Transparency Heals – reprinted from Goha’s Corner

8 Feb

This beautiful post was written by one of my associates, Ron Mayer, also known as Goha.

“Embrace oneness by seeing yourself in everyone you encounter. When we open ourselves to truth we are liberated!”

Grandmother Pa’Ris’Ha

“Devote today to something so daring even you can’t believe your doing it”

Oprah Winfrey

“With transparency comes a degree of freedom unfathomable to those still trapped in secrecy.”

Ron Mayer

Transparency can heal all.

I was just finishing lunch at home and I had 20 minutes to get back to school to catch my 1:00 o’clock afternoon math class.

“Mom, I gota go or I’ll be late”, a said as I pushed my half eaten sandwich away from me.

“But you haven’t finished”, she said to my back as I grabbed an apple from the fruit basket.

“I’m not very hungry right now. I’ll eat this later.”

I paused on the porch to take in the moment. The clouds were coming in fast and dark and ominous. As I looked out onto our back yard, I could hear the sound of the wind as it blew through the trees and the trees began to sing. I could smell the coming rain that came heavy through the screen door. I had always felt refuge in arms of nature.

Reluctantly breaking my melancholy moment, I pulled my coat tighter around me and uttered a sigh as I stepped off the porch and headed off to school.

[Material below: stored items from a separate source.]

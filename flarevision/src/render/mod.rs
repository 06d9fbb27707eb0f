//! HTML report generation.
//!
//! Produces one self-contained document: inline CSS, the `searchTable`
//! filter script, a search box, then an `<h2>` and a table per group.
//! Writing goes through a temporary file so a failed write never leaves a
//! truncated report behind.

pub mod template;

use std::borrow::Cow;
use std::fs;
use std::io::Write;
use std::path::Path;

use tempfile::Builder;

use crate::config::RenderOptions;
use crate::error::RenderError;
use crate::models::{Group, GroupedReport};

use template::{SCRIPT, SEARCH_BAR, STYLE};

/// Escape the five HTML-significant characters.
pub fn html_escape(s: &str) -> String {
    let mut out = String::with_capacity(s.len());
    for c in s.chars() {
        match c {
            '&' => out.push_str("&amp;"),
            '<' => out.push_str("&lt;"),
            '>' => out.push_str("&gt;"),
            '"' => out.push_str("&quot;"),
            '\'' => out.push_str("&#39;"),
            _ => out.push(c),
        }
    }
    out
}

/// Text as it goes into the document: verbatim unless escaping is on.
fn text<'a>(s: &'a str, options: &RenderOptions) -> Cow<'a, str> {
    if options.escape_html {
        Cow::Owned(html_escape(s))
    } else {
        Cow::Borrowed(s)
    }
}

/// Render the whole report document.
pub fn render_document(report: &GroupedReport, options: &RenderOptions) -> String {
    let sections: String = report
        .groups
        .iter()
        .map(|group| render_section(group, &report.columns, options))
        .collect();

    format!(
        r#"<!DOCTYPE html>
<html>
<head>
    <meta charset="utf-8">
    <title>{title}</title>
    <style>{css}</style>
    <script>{js}</script>
</head>
<body>
    <h1>{heading}</h1>
    {search_bar}
{sections}</body></html>"#,
        title = text(&options.title, options),
        heading = text(&options.heading, options),
        css = STYLE,
        js = SCRIPT,
        search_bar = SEARCH_BAR,
        sections = sections,
    )
}

/// Render one `<h2>` heading followed by the group's table.
pub fn render_section(group: &Group, columns: &[String], options: &RenderOptions) -> String {
    format!(
        "<h2>{key}</h2>{table}",
        key = text(&group.key, options),
        table = render_table(group, columns, options),
    )
}

/// Render a group as a table with a header row and one row per record.
pub fn render_table(group: &Group, columns: &[String], options: &RenderOptions) -> String {
    let header_cells: String = columns
        .iter()
        .map(|c| format!("      <th>{}</th>\n", text(c, options)))
        .collect();

    let body_rows: String = group
        .rows
        .iter()
        .map(|row| {
            let cells: String = (0..columns.len())
                .map(|i| format!("      <td>{}</td>\n", text(row.value(i), options)))
                .collect();
            format!("    <tr>\n{}    </tr>\n", cells)
        })
        .collect();

    format!(
        "<table border=\"1\" class=\"dataframe\">\n  <thead>\n    <tr style=\"text-align: right;\">\n{}    </tr>\n  </thead>\n  <tbody>\n{}  </tbody>\n</table>",
        header_cells, body_rows
    )
}

/// Write `content` to `path`, replacing it only once fully written.
///
/// A new report gets the usual umask-filtered mode; a replaced report keeps
/// the mode of the file it replaces.
pub fn write_report(path: &Path, content: &str) -> Result<(), RenderError> {
    let to_err = |source: std::io::Error| RenderError::Write {
        path: path.to_path_buf(),
        source,
    };

    let dir = match path.parent() {
        Some(p) if !p.as_os_str().is_empty() => p,
        _ => Path::new("."),
    };
    let existing = fs::metadata(path).ok().map(|m| m.permissions());

    let mut builder = Builder::new();
    #[cfg(unix)]
    {
        use std::os::unix::fs::PermissionsExt;
        // open(2) applies the umask to this, like a plain File::create
        builder.permissions(fs::Permissions::from_mode(0o666));
    }

    let mut file = builder.tempfile_in(dir).map_err(to_err)?;
    file.write_all(content.as_bytes()).map_err(to_err)?;
    file.flush().map_err(to_err)?;
    if let Some(permissions) = existing {
        file.as_file().set_permissions(permissions).map_err(to_err)?;
    }
    file.persist(path).map_err(|e| to_err(e.error))?;
    Ok(())
}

I was deep in thought about the bullying, name calling and physical abuse I had just received the day before from Harold Borkowski (not his real name). This one was the most painful episode yet. I could still feel my blistering heart from that humiliating attack. “At least you can’t see the bruises” I thought to myself. Harold could make ‘Deliverance’ look like a back yard picnic.

All through that last year in high school, I had endured constant taunting and jeering from many of my piers about my preferred persuasion. Even the teachers, on the odd occasion where they did witnessed the bullying, would always manage to turn a blind eye and let it slide. There was no word for it back then, which made it all the more frightening because there was no one I could talk to intelligently about it, so I shamefully buried it as best I could. I suddenly felt a flash of rage that I should even be made to feeling shame, oblivious to the deep scaring it was leaving inside.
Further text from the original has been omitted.